Stored data entries
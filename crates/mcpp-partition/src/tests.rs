#[cfg(test)]
mod bfs {
    use mcpp_core::{AgentIndex, Grid};

    use crate::bfs_partition;

    #[test]
    fn two_seeds_split_empty_strip_evenly() {
        // 1x4 empty strip, seeds at both ends.
        let grid = Grid::from_ints(1, 4, &[0, 0, 0, 0]).unwrap();
        let labels = bfs_partition(&grid, &[(0, 0), (0, 3)]).unwrap();
        assert_eq!(labels.get(0, 0), Some(AgentIndex(0)));
        assert_eq!(labels.get(0, 3), Some(AgentIndex(1)));
        // Every free cell gets a label.
        assert!(labels.iter_cells().all(|(_, l)| l.is_some()));
    }

    #[test]
    fn rejects_seed_on_occupied_cell() {
        let grid = Grid::from_ints(1, 3, &[0, 1, 0]).unwrap();
        assert!(bfs_partition(&grid, &[(0, 1)]).is_err());
    }

    #[test]
    fn rejects_seed_collision() {
        let grid = Grid::from_ints(1, 3, &[0, 0, 0]).unwrap();
        assert!(bfs_partition(&grid, &[(0, 0), (0, 0)]).is_err());
    }

    #[test]
    fn disconnected_region_errors() {
        // Two 1-cell regions separated by an occupied wall, one seed only
        // reaches its own side.
        let grid = Grid::from_ints(1, 3, &[0, 1, 0]).unwrap();
        let err = bfs_partition(&grid, &[(0, 0)]).unwrap_err();
        assert!(err.to_string().contains("unreachable"));
    }

    #[test]
    fn single_agent_claims_everything() {
        let grid = Grid::from_ints(2, 2, &[0, 0, 0, 0]).unwrap();
        let labels = bfs_partition(&grid, &[(0, 0)]).unwrap();
        assert_eq!(labels.partition_sizes(1), vec![4]);
    }
}

#[cfg(test)]
mod darp {
    use mcpp_core::PlannerRng;

    use crate::darp_partition;
    use mcpp_core::Grid;

    #[test]
    fn balances_empty_square_between_two_seeds() {
        let grid = Grid::from_ints(4, 4, &[0; 16]).unwrap();
        let mut rng = PlannerRng::new(42069);
        let labels = darp_partition(&grid, &[(0, 0), (3, 3)], Some(2000), &mut rng).unwrap();
        let sizes = labels.partition_sizes(2);
        assert_eq!(sizes.iter().sum::<usize>(), 16);
        assert!((sizes[0] as i64 - sizes[1] as i64).abs() <= 1);
    }
}

#[cfg(test)]
mod distance_transform {
    use crate::distance_transform::distance_transform;

    #[test]
    fn zero_at_mask_cells() {
        let mask = [true, false, false, false];
        let d = distance_transform(&mask, 2, 2);
        assert!(d[0] < 1e-9);
    }

    #[test]
    fn grows_with_distance_from_corner() {
        let mask = vec![
            true, false, false, //
            false, false, false, //
            false, false, false,
        ];
        let d = distance_transform(&mask, 3, 3);
        // (2,2) is farther from the top-left mask cell than (0,1).
        assert!(d[2 * 3 + 2] > d[0 * 3 + 1]);
        assert!((d[0] - 0.0).abs() < 1e-9);
        assert!((d[1] - 1.0).abs() < 1e-9);
    }
}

**WORK INSTRUCTION**:
All entries are to be copied exactly as they read.

**ANSWER SPACE**:
filename crates/mcpp-partition/src/tests.rs
#[cfg(test)]
mod bfs {
    use mcpp_core::{AgentIndex, Grid};

    use crate::bfs_partition;

    #[test]
    fn two_seeds_split_empty_strip_evenly() {
        // 1x4 empty strip, seeds at both ends.
        let grid = Grid::from_ints(1, 4, &[0, 0, 0, 0]).unwrap();
        let labels = bfs_partition(&grid, &[(0, 0), (0, 3)]).unwrap();
        assert_eq!(labels.get(0, 0), Some(AgentIndex(0)));
        assert_eq!(labels.get(0, 3), Some(AgentIndex(1)));
        // Every free cell gets a label.
        assert!(labels.iter_cells().all(|(_, l)| l.is_some()));
    }

    #[test]
    fn rejects_seed_on_occupied_cell() {
        let grid = Grid::from_ints(1, 3, &[0, 1, 0]).unwrap();
        assert!(bfs_partition(&grid, &[(0, 1)]).is_err());
    }

    #[test]
    fn rejects_seed_collision() {
        let grid = Grid::from_ints(1, 3, &[0, 0, 0]).unwrap();
        assert!(bfs_partition(&grid, &[(0, 0), (0, 0)]).is_err());
    }

    #[test]
    fn disconnected_region_errors() {
        // Two 1-cell regions separated by an occupied wall, one seed only
        // reaches its own side.
        let grid = Grid::from_ints(1, 3, &[0, 1, 0]).unwrap();
        let err = bfs_partition(&grid, &[(0, 0)]).unwrap_err();
        assert!(err.to_string().contains("unreachable"));
    }

    #[test]
    fn single_agent_claims_everything() {
        let grid = Grid::from_ints(2, 2, &[0, 0, 0, 0]).unwrap();
        let labels = bfs_partition(&grid, &[(0, 0)]).unwrap();
        assert_eq!(labels.partition_sizes(1), vec![4]);
    }
}

#[cfg(test)]
mod darp {
    use mcpp_core::PlannerRng;

    use crate::darp_partition;
    use mcpp_core::Grid;

    #[test]
    fn balances_empty_square_between_two_seeds() {
        let grid = Grid::from_ints(4, 4, &[0; 16]).unwrap();
        let mut rng = PlannerRng::new(42069);
        let labels = darp_partition(&grid, &[(0, 0), (3, 3)], Some(2000), &mut rng).unwrap();
        let sizes = labels.partition_sizes(2);
        assert_eq!(sizes.iter().sum::<usize>(), 16);
        assert!((sizes[0] as i64 - sizes[1] as i64).abs() <= 1);
    }
}

#[cfg(test)]
mod distance_transform {
    use crate::distance_transform::distance_transform;

    #[test]
    fn zero_at_mask_cells() {
        let mask = [true, false, false, false];
        let d = distance_transform(&mask, 2, 2);
        assert!(d[0] < 1e-9);
    }

    #[test]
    fn grows_with_distance_from_corner() {
        let mask = vec![
            true, false, false, //
            false, false, false, //
            false, false, false,
        ];
        let d = distance_transform(&mask, 3, 3);
        // (2,2) is farther from the top-left mask cell than (0,1).
        assert!(d[2 * 3 + 2] > d[0 * 3 + 1]);
        assert!((d[0] - 0.0).abs() < 1e-9);
        assert!((d[1] - 1.0).abs() < 1e-9);
    }
}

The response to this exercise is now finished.